Grande protesto de estudantes no Chile termina com confronto e 60 detidos

Cerca de 4 mil estudantes chileno, entre universitários e alunos do ensino médio, participaram do primeiro grande protesto do ano em Santiago, capital do país.

A manifestação foi organizada por alunos do sistema privado, que cobram uma ampla reforma educacional no país. Houve intensos confrontos entre os estudantes e as forças de segurança, que foram iniciados quando policiais ordenaram que a manifestação seguisse por uma outra via, seguindo o percurso previamente aprovado pelas autoridades. Segundo relatos, parte dos manifestantes, encapuzados, atiraram objetos contra os agentes, inclusive coquetéis molotov.

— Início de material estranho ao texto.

//! Club positions.

use serde::{Deserialize, Serialize};

/// Position a member holds inside one club.
///
/// Serialized with the capitalized names stored in club documents.
#[derive(Debug, Clone, Copy, PartialEq, Eq, Hash, Default, Serialize, Deserialize)]
pub enum ClubRole {
    /// May run every club-management action.
    President,
    /// Regular member.
    #[default]
    Member,
}

impl ClubRole {
    /// Stable label used in documents and logs.
    pub fn as_str(self) -> &'static str {
        match self {
            Self::President => "President",
            Self::Member => "Member",
        }
    }
}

O intendente metropolitano Juan Antonio Peribonio condenou os atos de violência praticados por parte dos manifestantes:

"A Intendência está a favor das marchas, mas é contra a violência. Nada justifica os atos violentos dos encapuzados com coquetéis molotov contra os agentes, que só queriam garantir a segurança", argumentou.

Peribonio afirmou que a decisão da polícia de mander o trajeto estipulado anteriormente "não foi um capricho":

"Não é um capricho das autoridades. É nosso dever resguardar a ordem pública e defender a livre circulação nas ruas e avenidas que têm trânsito intenso", ressaltou.

Embora as informações oficiais estimem em 4 mil o número de participantes do ato público,  Assembleia Coordenadora de Estudantes do Ensino médio (Aces) e o Movimento de Estudantes de Educação Superior Privada (Mesup) afirmam que cerca de 20 mil pessoas estiveram presentes.